(Stored items)
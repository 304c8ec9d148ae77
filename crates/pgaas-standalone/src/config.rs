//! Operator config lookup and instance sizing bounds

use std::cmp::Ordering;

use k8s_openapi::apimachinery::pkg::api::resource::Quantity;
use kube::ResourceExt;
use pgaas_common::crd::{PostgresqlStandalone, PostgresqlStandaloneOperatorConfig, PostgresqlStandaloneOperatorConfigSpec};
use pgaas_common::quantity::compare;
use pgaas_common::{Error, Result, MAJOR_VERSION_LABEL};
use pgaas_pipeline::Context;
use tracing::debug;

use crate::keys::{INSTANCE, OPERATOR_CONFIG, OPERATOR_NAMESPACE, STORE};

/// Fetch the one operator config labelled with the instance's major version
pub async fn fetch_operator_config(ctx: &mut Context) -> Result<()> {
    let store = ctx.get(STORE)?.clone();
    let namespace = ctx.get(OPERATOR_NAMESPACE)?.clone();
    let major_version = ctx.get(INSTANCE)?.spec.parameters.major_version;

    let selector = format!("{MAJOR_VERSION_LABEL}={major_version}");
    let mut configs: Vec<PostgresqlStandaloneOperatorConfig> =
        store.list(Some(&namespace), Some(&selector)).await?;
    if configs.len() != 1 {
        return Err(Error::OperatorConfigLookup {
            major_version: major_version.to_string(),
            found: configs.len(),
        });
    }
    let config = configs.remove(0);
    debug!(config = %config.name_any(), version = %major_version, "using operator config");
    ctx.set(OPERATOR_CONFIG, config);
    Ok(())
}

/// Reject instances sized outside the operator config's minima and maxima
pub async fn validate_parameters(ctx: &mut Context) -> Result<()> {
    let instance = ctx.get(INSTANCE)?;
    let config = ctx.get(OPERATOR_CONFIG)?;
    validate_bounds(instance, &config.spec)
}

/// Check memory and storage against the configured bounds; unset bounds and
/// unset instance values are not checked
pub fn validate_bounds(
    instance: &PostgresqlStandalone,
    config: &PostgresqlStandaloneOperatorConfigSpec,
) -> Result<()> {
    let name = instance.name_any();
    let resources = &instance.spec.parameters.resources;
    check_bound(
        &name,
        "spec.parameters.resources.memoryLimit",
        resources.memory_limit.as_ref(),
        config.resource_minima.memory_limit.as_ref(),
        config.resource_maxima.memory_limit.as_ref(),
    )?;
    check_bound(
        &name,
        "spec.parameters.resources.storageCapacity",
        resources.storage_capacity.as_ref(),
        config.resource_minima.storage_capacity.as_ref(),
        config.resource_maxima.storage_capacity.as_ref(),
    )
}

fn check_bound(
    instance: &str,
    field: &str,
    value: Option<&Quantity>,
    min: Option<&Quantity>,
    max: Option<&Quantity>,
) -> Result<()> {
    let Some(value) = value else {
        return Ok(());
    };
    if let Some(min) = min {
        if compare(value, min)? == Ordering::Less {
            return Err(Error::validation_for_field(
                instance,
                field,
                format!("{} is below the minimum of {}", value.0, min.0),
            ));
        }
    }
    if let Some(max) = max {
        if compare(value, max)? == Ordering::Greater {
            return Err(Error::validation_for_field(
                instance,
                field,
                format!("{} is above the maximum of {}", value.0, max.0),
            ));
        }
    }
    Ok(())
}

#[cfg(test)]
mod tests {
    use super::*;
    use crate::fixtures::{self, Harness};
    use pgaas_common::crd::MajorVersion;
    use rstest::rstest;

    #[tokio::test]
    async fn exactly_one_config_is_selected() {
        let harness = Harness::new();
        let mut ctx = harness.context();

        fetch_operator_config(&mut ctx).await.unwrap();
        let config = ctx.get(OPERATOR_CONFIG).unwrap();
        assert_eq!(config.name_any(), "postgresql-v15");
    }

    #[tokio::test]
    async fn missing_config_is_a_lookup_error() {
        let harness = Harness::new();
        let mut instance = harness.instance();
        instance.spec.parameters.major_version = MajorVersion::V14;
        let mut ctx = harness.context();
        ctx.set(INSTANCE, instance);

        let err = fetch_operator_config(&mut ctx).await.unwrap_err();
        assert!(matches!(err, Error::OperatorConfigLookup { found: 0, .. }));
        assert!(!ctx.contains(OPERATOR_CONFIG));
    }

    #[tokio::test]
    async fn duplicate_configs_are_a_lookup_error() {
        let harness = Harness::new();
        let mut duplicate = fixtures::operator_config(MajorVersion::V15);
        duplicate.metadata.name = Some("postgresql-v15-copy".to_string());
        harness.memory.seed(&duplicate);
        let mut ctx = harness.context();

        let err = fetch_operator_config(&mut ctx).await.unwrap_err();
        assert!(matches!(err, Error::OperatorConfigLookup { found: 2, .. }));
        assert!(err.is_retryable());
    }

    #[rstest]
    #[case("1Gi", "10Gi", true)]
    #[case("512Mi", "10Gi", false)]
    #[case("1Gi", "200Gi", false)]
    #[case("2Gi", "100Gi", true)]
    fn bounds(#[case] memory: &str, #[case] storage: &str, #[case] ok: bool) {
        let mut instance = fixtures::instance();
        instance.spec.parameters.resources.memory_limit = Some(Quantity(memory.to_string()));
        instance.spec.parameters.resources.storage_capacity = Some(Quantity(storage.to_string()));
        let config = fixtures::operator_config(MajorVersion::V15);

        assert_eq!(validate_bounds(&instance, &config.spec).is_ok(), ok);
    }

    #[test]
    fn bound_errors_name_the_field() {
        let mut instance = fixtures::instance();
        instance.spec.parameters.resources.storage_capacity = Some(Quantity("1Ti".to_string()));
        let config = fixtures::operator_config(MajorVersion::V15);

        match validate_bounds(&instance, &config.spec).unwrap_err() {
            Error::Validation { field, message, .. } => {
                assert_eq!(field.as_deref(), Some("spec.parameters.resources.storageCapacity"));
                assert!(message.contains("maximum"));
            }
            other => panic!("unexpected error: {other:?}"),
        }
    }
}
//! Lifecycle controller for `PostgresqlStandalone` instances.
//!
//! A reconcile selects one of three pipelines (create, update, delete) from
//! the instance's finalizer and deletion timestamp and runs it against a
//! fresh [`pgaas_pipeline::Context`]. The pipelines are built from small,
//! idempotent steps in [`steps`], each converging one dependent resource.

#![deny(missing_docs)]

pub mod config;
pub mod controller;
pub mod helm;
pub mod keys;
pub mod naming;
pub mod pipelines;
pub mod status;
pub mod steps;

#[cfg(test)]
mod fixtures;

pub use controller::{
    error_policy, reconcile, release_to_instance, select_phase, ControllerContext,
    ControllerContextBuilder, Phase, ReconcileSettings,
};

> _Required work_: Go through the records above and copy every line holding the word "found".

> _Written response_:
            found: configs.len(),
        assert!(matches!(err, Error::OperatorConfigLookup { found: 0, .. }));
        assert!(matches!(err, Error::OperatorConfigLookup { found: 2, .. }));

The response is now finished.